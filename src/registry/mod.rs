//
// src/registry/mod.rs
//
mod record;
mod registry;

pub use record::{Candidate, ServiceRecord, SCHEME};
pub use registry::ServiceRegistry;
// ────────────────────────────────
// src/proxy/proxy.rs
// Routes client requests to the selected service and translates both ways.
// ────────────────────────────────

use super::client::BackendClient;
use super::error::{json_response, ProxyError};
use crate::config::{Config, ProxyConfig};
use crate::metrics::{MetricsCollector, Timer};
use crate::registry::{ServiceRecord, ServiceRegistry};
use crate::router::ServiceSelector;
use crate::translate::{ProtocolTranslator, NATIVE_CHAT_PATH, NATIVE_MODELS_PATH};
use chrono::Utc;
use hyper::header::{self, HeaderValue};
use hyper::body::{Bytes, HttpBody};
use hyper::{Body, Method, Request, Response, StatusCode};
use serde_json::json;
use std::sync::Arc;
use tracing::{debug, error, info_span, warn, Instrument};
use uuid::Uuid;

#[derive(Debug, Clone, Copy, PartialEq, Eq)]
enum Route {
    Health,
    Models,
    ChatCompletions,
}

impl Route {
    /// Accepts each path bare or under the `/v1` prefix.
    fn parse(path: &str) -> Option<Self> {
        let path = path
            .strip_prefix("/v1")
            .filter(|rest| rest.starts_with('/'))
            .unwrap_or(path);

        match path {
            "/health" => Some(Route::Health),
            "/models" => Some(Route::Models),
            "/chat/completions" => Some(Route::ChatCompletions),
            _ => None,
        }
    }

    fn label(self) -> &'static str {
        match self {
            Route::Health => "health",
            Route::Models => "models",
            Route::ChatCompletions => "chat_completions",
        }
    }
}

pub struct Proxy {
    provider_name: String,
    enable_cors: bool,
    config: ProxyConfig,
    registry: Arc<ServiceRegistry>,
    selector: Arc<dyn ServiceSelector>,
    translator: ProtocolTranslator,
    client: BackendClient,
    metrics: Option<Arc<MetricsCollector>>,
}

impl Proxy {
    pub fn new(
        config: &Config,
        registry: Arc<ServiceRegistry>,
        selector: Arc<dyn ServiceSelector>,
        metrics: Option<Arc<MetricsCollector>>,
    ) -> reqwest::Result<Self> {
        Ok(Self {
            provider_name: config.server.provider_name.clone(),
            enable_cors: config.server.enable_cors,
            config: config.proxy.clone(),
            registry,
            selector,
            translator: ProtocolTranslator::new(&config.proxy),
            client: BackendClient::new()?,
            metrics,
        })
    }

    /// Every outcome, including failures, becomes a response.
    pub async fn handle(&self, req: Request<Body>) -> Response<Body> {
        let timer = Timer::new();
        let span = info_span!(
            "request",
            id = %Uuid::new_v4(),
            method = %req.method(),
            path = %req.uri().path(),
        );

        let (label, mut response) = self.dispatch(req).instrument(span).await;

        if self.enable_cors {
            add_cors_headers(&mut response);
        }
        if let Some(metrics) = &self.metrics {
            metrics.record_request(label, response.status().as_u16(), timer.elapsed());
        }

        response
    }

    async fn dispatch(&self, req: Request<Body>) -> (&'static str, Response<Body>) {
        if self.enable_cors && req.method() == Method::OPTIONS {
            let mut response = Response::new(Body::empty());
            *response.status_mut() = StatusCode::NO_CONTENT;
            return ("preflight", response);
        }

        let Some(route) = Route::parse(req.uri().path()) else {
            return ("unknown", ProxyError::NotFound.into());
        };

        let result = match (req.method(), route) {
            (&Method::GET, Route::Health) => Ok(self.health()),
            (&Method::GET, Route::Models) => self.models().await,
            (&Method::POST, Route::ChatCompletions) => self.chat_completions(req).await,
            _ => Err(ProxyError::MethodNotAllowed),
        };

        let response = result.unwrap_or_else(|e| {
            match &e {
                ProxyError::Internal(_) | ProxyError::InvalidRequest(_) => error!("{}", e),
                _ => debug!("{}", e),
            }
            e.into()
        });

        (route.label(), response)
    }

    fn health(&self) -> Response<Body> {
        let services = self.registry.list_healthy().len();
        let (status, code) = if services == 0 {
            ("no_services", StatusCode::SERVICE_UNAVAILABLE)
        } else {
            ("ok", StatusCode::OK)
        };

        json_response(
            code,
            &json!({
                "status": status,
                "provider": self.provider_name,
                "services": services,
            }),
        )
    }

    fn select(&self) -> Result<ServiceRecord, ProxyError> {
        let healthy = self.registry.list_healthy();
        let chosen = self
            .selector
            .select(&healthy)
            .ok_or(ProxyError::NoHealthyServices)?;
        debug!(
            "{} selector chose {} out of {} healthy",
            self.selector.name(),
            chosen.id,
            healthy.len()
        );
        Ok(chosen)
    }

    fn record_backend(&self, service: &str, success: bool) {
        if let Some(metrics) = &self.metrics {
            metrics.record_backend_request(service, success);
        }
    }

    async fn models(&self) -> Result<Response<Body>, ProxyError> {
        let target = self.select()?;
        debug!("Fetching models from {}", target.id);

        let url = target
            .endpoint(NATIVE_MODELS_PATH)
            .map_err(|e| ProxyError::Internal(e.to_string()))?;

        let response = match self.client.get(url, self.config.models_timeout()).await {
            Ok(response) if response.status.is_success() => response,
            Ok(response) => {
                self.record_backend(&target.id, false);
                warn!("{} answered model listing with {}", target.id, response.status);
                return Err(ProxyError::BackendUnavailable("Failed to fetch models".into()));
            }
            Err(e) => {
                self.record_backend(&target.id, false);
                warn!("Model listing from {} failed: {}", target.id, e);
                return Err(ProxyError::BackendUnavailable("Failed to fetch models".into()));
            }
        };
        self.record_backend(&target.id, true);

        let list = self
            .translator
            .models_from_native(&response.body)
            .map_err(|e| ProxyError::ModelListParse(e.to_string()))?;

        Ok(json_response(StatusCode::OK, &list))
    }

    async fn chat_completions(&self, req: Request<Body>) -> Result<Response<Body>, ProxyError> {
        // No healthy service means no outbound call and no body parsing.
        let target = self.select()?;
        debug!("Routing chat completion to {}", target.id);

        let body = read_body(req, self.config.max_body_bytes).await?;
        let native = self
            .translator
            .chat_request_to_native(&body)
            .map_err(|e| ProxyError::InvalidRequest(e.to_string()))?;

        let url = target
            .endpoint(NATIVE_CHAT_PATH)
            .map_err(|e| ProxyError::Internal(e.to_string()))?;

        let response = match self
            .client
            .post_json(url, &native, self.config.chat_timeout())
            .await
        {
            Ok(response) if response.status.is_server_error() => {
                self.record_backend(&target.id, false);
                warn!("{} answered chat with {}", target.id, response.status);
                return Err(ProxyError::BackendUnavailable("Backend service unavailable".into()));
            }
            Ok(response) => response,
            Err(e) => {
                self.record_backend(&target.id, false);
                warn!("Chat request to {} failed: {}", target.id, e);
                return Err(ProxyError::BackendUnavailable("Backend service unavailable".into()));
            }
        };
        self.record_backend(&target.id, true);

        match self.translator.chat_response_from_native(
            &response.body,
            &native.model,
            Utc::now().timestamp(),
        ) {
            Ok(completion) => Ok(json_response(StatusCode::OK, &completion)),
            Err(e) => {
                debug!("Passing backend response through untranslated: {}", e);
                let mut passthrough = Response::new(Body::from(response.body));
                *passthrough.status_mut() = response.status;
                passthrough.headers_mut().insert(
                    header::CONTENT_TYPE,
                    HeaderValue::from_static("application/json"),
                );
                Ok(passthrough)
            }
        }
    }
}

fn add_cors_headers(response: &mut Response<Body>) {
    let headers = response.headers_mut();
    headers.insert(
        header::ACCESS_CONTROL_ALLOW_ORIGIN,
        HeaderValue::from_static("*"),
    );
    headers.insert(
        header::ACCESS_CONTROL_ALLOW_METHODS,
        HeaderValue::from_static("GET, POST, PUT, DELETE, OPTIONS"),
    );
    headers.insert(
        header::ACCESS_CONTROL_ALLOW_HEADERS,
        HeaderValue::from_static("Content-Type, Authorization"),
    );
}

/// Collect the request body, refusing anything over `limit` bytes.
async fn read_body(req: Request<Body>, limit: usize) -> Result<Bytes, ProxyError> {
    let declared = req
        .headers()
        .get(header::CONTENT_LENGTH)
        .and_then(|value| value.to_str().ok())
        .and_then(|value| value.parse::<usize>().ok());
    if declared.map_or(false, |len| len > limit) {
        return Err(ProxyError::PayloadTooLarge(limit));
    }

    let mut body = req.into_body();
    let mut buf = Vec::new();
    while let Some(chunk) = body.data().await {
        let chunk = chunk.map_err(|e| ProxyError::InvalidRequest(e.to_string()))?;
        if buf.len() + chunk.len() > limit {
            return Err(ProxyError::PayloadTooLarge(limit));
        }
        buf.extend_from_slice(&chunk);
    }
    Ok(Bytes::from(buf))
}
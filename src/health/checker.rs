// src/health/checker.rs
use crate::config::HealthCheckConfig;
use crate::metrics::MetricsCollector;
use crate::registry::{ServiceRecord, ServiceRegistry};
use crate::shutdown::Shutdown;
use reqwest::Client;
use std::sync::Arc;
use tokio::time::{interval, timeout, MissedTickBehavior};
use tracing::{debug, info};

pub struct HealthMonitor {
    config: HealthCheckConfig,
    registry: Arc<ServiceRegistry>,
    client: Client,
    metrics: Option<Arc<MetricsCollector>>,
}

#[derive(Debug)]
pub struct HealthCheckResult {
    pub service_id: String,
    pub healthy: bool,
    pub response_time_ms: u64,
    /// Failure of the last path tried, when no path succeeded.
    pub error: Option<String>,
}

impl HealthMonitor {
    pub fn new(
        config: HealthCheckConfig,
        registry: Arc<ServiceRegistry>,
        metrics: Option<Arc<MetricsCollector>>,
    ) -> reqwest::Result<Self> {
        let client = Client::builder().timeout(config.timeout()).build()?;

        Ok(Self {
            config,
            registry,
            client,
            metrics,
        })
    }

    pub async fn start(self: Arc<Self>, shutdown: Shutdown) {
        let mut ticker = interval(self.config.interval());
        ticker.set_missed_tick_behavior(MissedTickBehavior::Skip);

        info!(
            "Starting health monitor with interval: {:?}",
            self.config.interval()
        );

        loop {
            tokio::select! {
                _ = ticker.tick() => {
                    self.check_all().await;
                }
                _ = shutdown.wait() => {
                    info!("Health monitor shutting down");
                    break;
                }
            }
        }
    }

    /// Probe every known service, healthy or not, one at a time, and write each
    /// result back to the registry.
    pub async fn check_all(&self) -> Vec<HealthCheckResult> {
        let services = self.registry.snapshot();
        let mut results = Vec::with_capacity(services.len());

        for service in &services {
            let result = self.check_service(service).await;
            self.registry.set_health(&result.service_id, result.healthy);

            if let Some(metrics) = &self.metrics {
                metrics.update_service_health(&result.service_id, result.healthy);
            }
            if result.healthy {
                debug!(
                    "Service {} healthy ({}ms)",
                    result.service_id, result.response_time_ms
                );
            } else {
                debug!(
                    "Service {} failed health check after {}ms: {:?}",
                    result.service_id, result.response_time_ms, result.error
                );
            }
            results.push(result);
        }

        let healthy_count = self.registry.list_healthy().len();
        if let Some(metrics) = &self.metrics {
            metrics.update_service_counts(healthy_count, self.registry.len());
        }

        debug!(
            "Health check complete: {} checked, {} healthy",
            results.len(),
            healthy_count
        );

        results
    }

    /// Healthy iff any configured path answers with a success status.
    pub async fn check_service(&self, service: &ServiceRecord) -> HealthCheckResult {
        let start = std::time::Instant::now();
        let mut error = None;

        for path in &self.config.paths {
            match self.probe(service, path).await {
                Ok(()) => {
                    return HealthCheckResult {
                        service_id: service.id.clone(),
                        healthy: true,
                        response_time_ms: start.elapsed().as_millis() as u64,
                        error: None,
                    };
                }
                Err(e) => error = Some(format!("{}: {}", path, e)),
            }
        }

        HealthCheckResult {
            service_id: service.id.clone(),
            healthy: false,
            response_time_ms: start.elapsed().as_millis() as u64,
            error,
        }
    }

    async fn probe(&self, service: &ServiceRecord, path: &str) -> Result<(), String> {
        let url = service.endpoint(path).map_err(|e| e.to_string())?;

        match timeout(self.config.timeout(), self.client.get(url).send()).await {
            Ok(Ok(response)) if response.status().is_success() => Ok(()),
            Ok(Ok(response)) => Err(format!("HTTP {}", response.status())),
            Ok(Err(e)) => Err(e.to_string()),
            Err(_) => Err("Request timeout".to_string()),
        }
    }
}
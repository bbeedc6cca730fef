// tests/proxy_tests.rs
use chrono::Utc;
use hyper::{Body, Method, Request, StatusCode};
use mockito::Matcher;
use serde_json::{json, Value};
use std::sync::Arc;
use zeroconf_proxy::config::Config;
use zeroconf_proxy::proxy::Proxy;
use zeroconf_proxy::registry::{Candidate, ServiceRegistry};
use zeroconf_proxy::router::PriorityRouter;

fn proxy_for(registry: Arc<ServiceRegistry>) -> Proxy {
    Proxy::new(
        &Config::default(),
        registry,
        Arc::new(PriorityRouter::new()),
        None,
    )
    .unwrap()
}

fn add_healthy(registry: &ServiceRegistry, id: &str, host_port: &str, priority: i32) {
    let (address, port) = host_port.rsplit_once(':').unwrap();
    registry.upsert(
        Candidate::new(id, address, port.parse().unwrap(), priority),
        Utc::now(),
    );
    registry.set_health(id, true);
}

fn closed_port() -> u16 {
    let listener = std::net::TcpListener::bind("127.0.0.1:0").unwrap();
    listener.local_addr().unwrap().port()
}

struct Reply {
    status: StatusCode,
    headers: hyper::HeaderMap,
    body: Vec<u8>,
}

impl Reply {
    fn json(&self) -> Value {
        serde_json::from_slice(&self.body).unwrap()
    }
}

async fn call(proxy: &Proxy, method: Method, path: &str, body: &str) -> Reply {
    let req = Request::builder()
        .method(method)
        .uri(path)
        .header("content-type", "application/json")
        .body(Body::from(body.to_string()))
        .unwrap();

    let response = proxy.handle(req).await;
    let status = response.status();
    let headers = response.headers().clone();
    let body = hyper::body::to_bytes(response.into_body())
        .await
        .unwrap()
        .to_vec();
    Reply {
        status,
        headers,
        body,
    }
}

const CHAT_BODY: &str = r#"{"model":"llama3","messages":[{"role":"user","content":"Hello"}]}"#;

#[tokio::test]
async fn test_health_without_services_is_503() {
    let proxy = proxy_for(Arc::new(ServiceRegistry::new()));

    let reply = call(&proxy, Method::GET, "/health", "").await;

    assert_eq!(reply.status, StatusCode::SERVICE_UNAVAILABLE);
    let body = reply.json();
    assert_eq!(body["status"], "no_services");
    assert_eq!(body["services"], 0);
    assert_eq!(body["provider"], "ZeroconfAI Proxy");
}

#[tokio::test]
async fn test_health_counts_only_healthy_services() {
    let registry = Arc::new(ServiceRegistry::new());
    add_healthy(&registry, "a", "127.0.0.1:9001", 10);
    add_healthy(&registry, "b", "127.0.0.1:9002", 5);
    registry.upsert(Candidate::new("c", "127.0.0.1", 9003, 1), Utc::now());
    let proxy = proxy_for(registry);

    let reply = call(&proxy, Method::GET, "/v1/health", "").await;

    assert_eq!(reply.status, StatusCode::OK);
    assert_eq!(reply.json(), json!({"status": "ok", "provider": "ZeroconfAI Proxy", "services": 2}));
}

#[tokio::test]
async fn test_models_without_services_is_503() {
    let proxy = proxy_for(Arc::new(ServiceRegistry::new()));
    let reply = call(&proxy, Method::GET, "/v1/models", "").await;
    assert_eq!(reply.status, StatusCode::SERVICE_UNAVAILABLE);
    assert!(reply.json()["error"].is_string());
}

#[tokio::test]
async fn test_models_translated_from_backend() {
    let mut server = mockito::Server::new_async().await;
    server
        .mock("GET", "/api/tags")
        .with_status(200)
        .with_header("content-type", "application/json")
        .with_body(r#"{"models":[{"name":"llama3:8b"},{"name":"phi3:mini"}]}"#)
        .create_async()
        .await;

    let registry = Arc::new(ServiceRegistry::new());
    add_healthy(&registry, "ollama", &server.host_with_port(), 10);
    let proxy = proxy_for(registry);

    let reply = call(&proxy, Method::GET, "/v1/models", "").await;

    assert_eq!(reply.status, StatusCode::OK);
    assert_eq!(
        reply.json(),
        json!({
            "object": "list",
            "data": [
                {"id": "llama3:8b", "object": "model", "created": 0, "owned_by": "zeroconfai"},
                {"id": "phi3:mini", "object": "model", "created": 0, "owned_by": "zeroconfai"}
            ]
        })
    );
}

#[tokio::test]
async fn test_models_backend_error_status_is_502() {
    let mut server = mockito::Server::new_async().await;
    server
        .mock("GET", "/api/tags")
        .with_status(404)
        .create_async()
        .await;

    let registry = Arc::new(ServiceRegistry::new());
    add_healthy(&registry, "ollama", &server.host_with_port(), 10);
    let proxy = proxy_for(registry);

    let reply = call(&proxy, Method::GET, "/models", "").await;
    assert_eq!(reply.status, StatusCode::BAD_GATEWAY);
}

#[tokio::test]
async fn test_models_backend_unreachable_is_502() {
    let registry = Arc::new(ServiceRegistry::new());
    add_healthy(&registry, "gone", &format!("127.0.0.1:{}", closed_port()), 10);
    let proxy = proxy_for(registry);

    let reply = call(&proxy, Method::GET, "/models", "").await;
    assert_eq!(reply.status, StatusCode::BAD_GATEWAY);
}

#[tokio::test]
async fn test_models_unparseable_backend_body_is_500() {
    let mut server = mockito::Server::new_async().await;
    server
        .mock("GET", "/api/tags")
        .with_status(200)
        .with_body("this is not json")
        .create_async()
        .await;

    let registry = Arc::new(ServiceRegistry::new());
    add_healthy(&registry, "ollama", &server.host_with_port(), 10);
    let proxy = proxy_for(registry);

    let reply = call(&proxy, Method::GET, "/models", "").await;
    assert_eq!(reply.status, StatusCode::INTERNAL_SERVER_ERROR);
    assert!(reply.json()["error"]
        .as_str()
        .unwrap()
        .starts_with("Parse error"));
}

#[tokio::test]
async fn test_chat_without_services_is_503_and_no_outbound_call() {
    let mut server = mockito::Server::new_async().await;
    let chat = server
        .mock("POST", "/api/chat")
        .expect(0)
        .create_async()
        .await;

    let registry = Arc::new(ServiceRegistry::new());
    // Known but unhealthy: must not be used.
    registry.upsert(Candidate::new("ollama", "127.0.0.1", 1, 10), Utc::now());
    let proxy = proxy_for(registry);

    let reply = call(&proxy, Method::POST, "/v1/chat/completions", CHAT_BODY).await;

    assert_eq!(reply.status, StatusCode::SERVICE_UNAVAILABLE);
    assert_eq!(reply.json()["error"], "No healthy ZeroconfAI services available");
    chat.assert_async().await;
}

#[tokio::test]
async fn test_chat_translated_round_trip() {
    let mut server = mockito::Server::new_async().await;
    let chat = server
        .mock("POST", "/api/chat")
        .match_header("content-type", "application/json")
        .match_body(Matcher::Json(json!({
            "model": "llama3",
            "messages": [{"role": "user", "content": "Hello"}],
            "stream": false
        })))
        .with_status(200)
        .with_body(
            r#"{"model":"llama3","message":{"role":"assistant","content":"Hi there"},"done":true}"#,
        )
        .create_async()
        .await;

    let registry = Arc::new(ServiceRegistry::new());
    add_healthy(&registry, "ollama", &server.host_with_port(), 10);
    let proxy = proxy_for(registry);

    let before = Utc::now().timestamp();
    let reply = call(&proxy, Method::POST, "/v1/chat/completions", CHAT_BODY).await;

    assert_eq!(reply.status, StatusCode::OK);
    let body = reply.json();
    assert_eq!(body["id"], "chatcmpl-zeroconfai");
    assert_eq!(body["object"], "chat.completion");
    assert_eq!(body["model"], "llama3");
    assert!(body["created"].as_i64().unwrap() >= before);
    assert_eq!(
        body["choices"],
        json!([{
            "index": 0,
            "message": {"role": "assistant", "content": "Hi there"},
            "finish_reason": "stop"
        }])
    );
    assert_eq!(
        body["usage"],
        json!({"prompt_tokens": 0, "completion_tokens": 0, "total_tokens": 0})
    );
    chat.assert_async().await;
}

#[tokio::test]
async fn test_chat_backend_500_is_502_without_retry() {
    let mut server = mockito::Server::new_async().await;
    let chat = server
        .mock("POST", "/api/chat")
        .with_status(500)
        .with_body(r#"{"error":"out of memory"}"#)
        .expect(1)
        .create_async()
        .await;

    let registry = Arc::new(ServiceRegistry::new());
    add_healthy(&registry, "ollama", &server.host_with_port(), 10);
    let proxy = proxy_for(registry);

    let reply = call(&proxy, Method::POST, "/chat/completions", CHAT_BODY).await;

    assert_eq!(reply.status, StatusCode::BAD_GATEWAY);
    assert_eq!(reply.json()["error"], "Backend service unavailable");
    chat.assert_async().await;
}

#[tokio::test]
async fn test_chat_backend_unreachable_is_502() {
    let registry = Arc::new(ServiceRegistry::new());
    add_healthy(&registry, "gone", &format!("127.0.0.1:{}", closed_port()), 10);
    let proxy = proxy_for(registry);

    let reply = call(&proxy, Method::POST, "/chat/completions", CHAT_BODY).await;
    assert_eq!(reply.status, StatusCode::BAD_GATEWAY);
}

#[tokio::test]
async fn test_chat_untranslatable_response_passes_through() {
    let mut server = mockito::Server::new_async().await;
    server
        .mock("POST", "/api/chat")
        .with_status(404)
        .with_body(r#"{"error":"model 'nope' not found"}"#)
        .create_async()
        .await;

    let registry = Arc::new(ServiceRegistry::new());
    add_healthy(&registry, "ollama", &server.host_with_port(), 10);
    let proxy = proxy_for(registry);

    let reply = call(
        &proxy,
        Method::POST,
        "/v1/chat/completions",
        r#"{"model":"nope","messages":[]}"#,
    )
    .await;

    assert_eq!(reply.status, StatusCode::NOT_FOUND);
    assert_eq!(reply.body, br#"{"error":"model 'nope' not found"}"#.to_vec());
}

#[tokio::test]
async fn test_chat_streamed_backend_body_passes_through() {
    let ndjson = "{\"message\":{\"role\":\"assistant\",\"content\":\"Hi\"},\"done\":false}\n{\"done\":true}\n";
    let mut server = mockito::Server::new_async().await;
    server
        .mock("POST", "/api/chat")
        .match_body(Matcher::PartialJson(json!({"stream": true})))
        .with_status(200)
        .with_body(ndjson)
        .create_async()
        .await;

    let registry = Arc::new(ServiceRegistry::new());
    add_healthy(&registry, "ollama", &server.host_with_port(), 10);
    let proxy = proxy_for(registry);

    let reply = call(
        &proxy,
        Method::POST,
        "/v1/chat/completions",
        r#"{"model":"llama3","messages":[],"stream":true}"#,
    )
    .await;

    assert_eq!(reply.status, StatusCode::OK);
    assert_eq!(reply.body, ndjson.as_bytes().to_vec());
}

#[tokio::test]
async fn test_chat_malformed_client_body_is_500() {
    let registry = Arc::new(ServiceRegistry::new());
    add_healthy(&registry, "ollama", "127.0.0.1:9", 10);
    let proxy = proxy_for(registry);

    let reply = call(&proxy, Method::POST, "/v1/chat/completions", "{not json").await;

    assert_eq!(reply.status, StatusCode::INTERNAL_SERVER_ERROR);
    assert!(reply.json()["error"]
        .as_str()
        .unwrap()
        .starts_with("Proxy error"));
}

#[tokio::test]
async fn test_chat_oversized_body_is_413_without_backend_call() {
    let mut server = mockito::Server::new_async().await;
    let chat = server
        .mock("POST", "/api/chat")
        .with_status(200)
        .expect(0)
        .create_async()
        .await;

    let registry = Arc::new(ServiceRegistry::new());
    add_healthy(&registry, "ollama", &server.host_with_port(), 10);
    let mut config = Config::default();
    config.proxy.max_body_bytes = 64;
    let proxy = Proxy::new(&config, registry, Arc::new(PriorityRouter::new()), None).unwrap();

    let long = format!(
        r#"{{"model":"llama3","messages":[{{"role":"user","content":"{}"}}]}}"#,
        "x".repeat(200)
    );
    let reply = call(&proxy, Method::POST, "/v1/chat/completions", &long).await;

    assert_eq!(reply.status, StatusCode::PAYLOAD_TOO_LARGE);
    assert_eq!(
        reply.json()["error"],
        "Proxy error: request body exceeds 64 bytes"
    );
    chat.assert_async().await;
}

#[tokio::test]
async fn test_chat_goes_to_lowest_priority_service() {
    let mut preferred = mockito::Server::new_async().await;
    let mut fallback = mockito::Server::new_async().await;

    let hit = preferred
        .mock("POST", "/api/chat")
        .with_status(200)
        .with_body(r#"{"message":{"role":"assistant","content":"from preferred"}}"#)
        .expect(1)
        .create_async()
        .await;
    let missed = fallback
        .mock("POST", "/api/chat")
        .expect(0)
        .create_async()
        .await;

    let registry = Arc::new(ServiceRegistry::new());
    add_healthy(&registry, "A", &fallback.host_with_port(), 10);
    add_healthy(&registry, "B", &preferred.host_with_port(), 5);
    let proxy = proxy_for(registry);

    let reply = call(&proxy, Method::POST, "/v1/chat/completions", CHAT_BODY).await;

    assert_eq!(reply.status, StatusCode::OK);
    assert_eq!(reply.json()["choices"][0]["message"]["content"], "from preferred");
    hit.assert_async().await;
    missed.assert_async().await;
}

#[tokio::test]
async fn test_cors_headers_and_preflight() {
    let proxy = proxy_for(Arc::new(ServiceRegistry::new()));

    let preflight = call(&proxy, Method::OPTIONS, "/v1/chat/completions", "").await;
    assert_eq!(preflight.status, StatusCode::NO_CONTENT);
    assert_eq!(preflight.headers["access-control-allow-origin"], "*");

    let reply = call(&proxy, Method::GET, "/v1/health", "").await;
    assert_eq!(
        reply.headers["access-control-allow-headers"],
        "Content-Type, Authorization"
    );
}

#[tokio::test]
async fn test_cors_disabled() {
    let mut config = Config::default();
    config.server.enable_cors = false;
    let proxy = Proxy::new(
        &config,
        Arc::new(ServiceRegistry::new()),
        Arc::new(PriorityRouter::new()),
        None,
    )
    .unwrap();

    let reply = call(&proxy, Method::GET, "/health", "").await;
    assert!(reply.headers.get("access-control-allow-origin").is_none());
}

#[tokio::test]
async fn test_unknown_path_and_wrong_method() {
    let proxy = proxy_for(Arc::new(ServiceRegistry::new()));

    let reply = call(&proxy, Method::GET, "/v1/embeddings", "").await;
    assert_eq!(reply.status, StatusCode::NOT_FOUND);

    let reply = call(&proxy, Method::GET, "/v1/chat/completions", "").await;
    assert_eq!(reply.status, StatusCode::METHOD_NOT_ALLOWED);
}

▸ **Instructions for the task**: Please show every line above that includes the word "Authorization".

▸ **Result of this exercise**:
        HeaderValue::from_static("Content-Type, Authorization"),
        "Content-Type, Authorization"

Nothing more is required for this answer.